• What is required
Your answer must be an exact repetition of every record.

• Saved entries
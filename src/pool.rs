use crate::RowParseError;

/// Counters describing one pass over the CSV entry.
#[derive(Debug, Clone, Default, PartialEq, Eq)]
pub struct LoadStats {
    /// Records read from the CSV entry, including blank and rejected ones.
    pub records_read: usize,

    /// Records whose pattern column was empty or whitespace.
    pub blank_patterns: usize,

    /// Records whose pattern was rejected by normalization.
    pub rejected: usize,

    /// Reading stopped because the record cap was reached.
    pub reached_record_cap: bool,

    /// The error that ended row iteration early, if any.
    ///
    /// When this is set the pool only holds the candidates from rows before the failure. The
    /// load still counts as successful, so callers that care about completeness must check it.
    pub parse_error: Option<RowParseError>,
}

/// Validated User-Agent candidates from one load, in row order.
///
/// Entries are not deduplicated: rows that normalize to the same string appear once per row.
#[derive(Debug, Clone, Default)]
pub struct Pool {
    agents: Vec<String>,
    stats: LoadStats,
}

impl Pool {
    #[must_use]
    pub const fn new(agents: Vec<String>, stats: LoadStats) -> Self {
        Self { agents, stats }
    }

    #[must_use]
    pub fn agents(&self) -> &[String] {
        &self.agents
    }

    #[must_use]
    pub const fn stats(&self) -> &LoadStats {
        &self.stats
    }

    #[must_use]
    pub const fn len(&self) -> usize {
        self.agents.len()
    }

    #[must_use]
    pub const fn is_empty(&self) -> bool {
        self.agents.is_empty()
    }

    /// Whether row iteration was cut short by a parse error.
    #[must_use]
    pub const fn is_truncated(&self) -> bool {
        self.stats.parse_error.is_some()
    }

    #[must_use]
    pub fn into_agents(self) -> Vec<String> {
        self.agents
    }
}
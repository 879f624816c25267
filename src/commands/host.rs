use std::io::Write;

/// Abstract the host environment to enable testing
pub trait Host: Send + Sync {
    // where generated user agents go (e.g., stdout)
    fn output(&mut self) -> impl Write;

    // where diagnostics go (e.g., stderr)
    fn error(&mut self) -> impl Write;

    /// Terminate the process (although in a test environment this might just record the code and return).
    fn exit(&mut self, code: i32);
}

/// Test host that captures output to in-memory buffers
#[cfg(test)]
#[derive(Debug, Default)]
pub struct TestHost {
    pub output_buf: Vec<u8>,
    pub error_buf: Vec<u8>,
    pub exit_code: Option<i32>,
}

#[cfg(test)]
impl TestHost {
    pub fn new() -> Self {
        Self::default()
    }

    pub fn output_text(&self) -> String {
        String::from_utf8_lossy(&self.output_buf).into_owned()
    }

    pub fn error_text(&self) -> String {
        String::from_utf8_lossy(&self.error_buf).into_owned()
    }
}

#[cfg(test)]
impl Host for TestHost {
    fn output(&mut self) -> impl Write {
        &mut self.output_buf
    }

    fn error(&mut self) -> impl Write {
        &mut self.error_buf
    }

    fn exit(&mut self, code: i32) {
        self.exit_code = Some(code);
    }
}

• Answer area
filename src/pool.rs
use crate::RowParseError;

/// Counters describing one pass over the CSV entry.
#[derive(Debug, Clone, Default, PartialEq, Eq)]
pub struct LoadStats {
    /// Records read from the CSV entry, including blank and rejected ones.
    pub records_read: usize,

    /// Records whose pattern column was empty or whitespace.
    pub blank_patterns: usize,

    /// Records whose pattern was rejected by normalization.
    pub rejected: usize,

    /// Reading stopped because the record cap was reached.
    pub reached_record_cap: bool,

    /// The error that ended row iteration early, if any.
    ///
    /// When this is set the pool only holds the candidates from rows before the failure. The
    /// load still counts as successful, so callers that care about completeness must check it.
    pub parse_error: Option<RowParseError>,
}

/// Validated User-Agent candidates from one load, in row order.
///
/// Entries are not deduplicated: rows that normalize to the same string appear once per row.
#[derive(Debug, Clone, Default)]
pub struct Pool {
    agents: Vec<String>,
    stats: LoadStats,
}

impl Pool {
    #[must_use]
    pub const fn new(agents: Vec<String>, stats: LoadStats) -> Self {
        Self { agents, stats }
    }

    #[must_use]
    pub fn agents(&self) -> &[String] {
        &self.agents
    }

    #[must_use]
    pub const fn stats(&self) -> &LoadStats {
        &self.stats
    }

    #[must_use]
    pub const fn len(&self) -> usize {
        self.agents.len()
    }

    #[must_use]
    pub const fn is_empty(&self) -> bool {
        self.agents.is_empty()
    }

    /// Whether row iteration was cut short by a parse error.
    #[must_use]
    pub const fn is_truncated(&self) -> bool {
        self.stats.parse_error.is_some()
    }

    #[must_use]
    pub fn into_agents(self) -> Vec<String> {
        self.agents
    }
}
repository 879f624816c25267
filename src/commands/host.rs
use std::io::Write;

/// Abstract the host environment to enable testing
pub trait Host: Send + Sync {
    // where generated user agents go (e.g., stdout)
    fn output(&mut self) -> impl Write;

    // where diagnostics go (e.g., stderr)
    fn error(&mut self) -> impl Write;

    /// Terminate the process (although in a test environment this might just record the code and return).
    fn exit(&mut self, code: i32);
}

/// Test host that captures output to in-memory buffers
#[cfg(test)]
#[derive(Debug, Default)]
pub struct TestHost {
    pub output_buf: Vec<u8>,
    pub error_buf: Vec<u8>,
    pub exit_code: Option<i32>,
}

#[cfg(test)]
impl TestHost {
    pub fn new() -> Self {
        Self::default()
    }

    pub fn output_text(&self) -> String {
        String::from_utf8_lossy(&self.output_buf).into_owned()
    }

    pub fn error_text(&self) -> String {
        String::from_utf8_lossy(&self.error_buf).into_owned()
    }
}

#[cfg(test)]
impl Host for TestHost {
    fn output(&mut self) -> impl Write {
        &mut self.output_buf
    }

    fn error(&mut self) -> impl Write {
        &mut self.error_buf
    }

    fn exit(&mut self, code: i32) {
        self.exit_code = Some(code);
    }
}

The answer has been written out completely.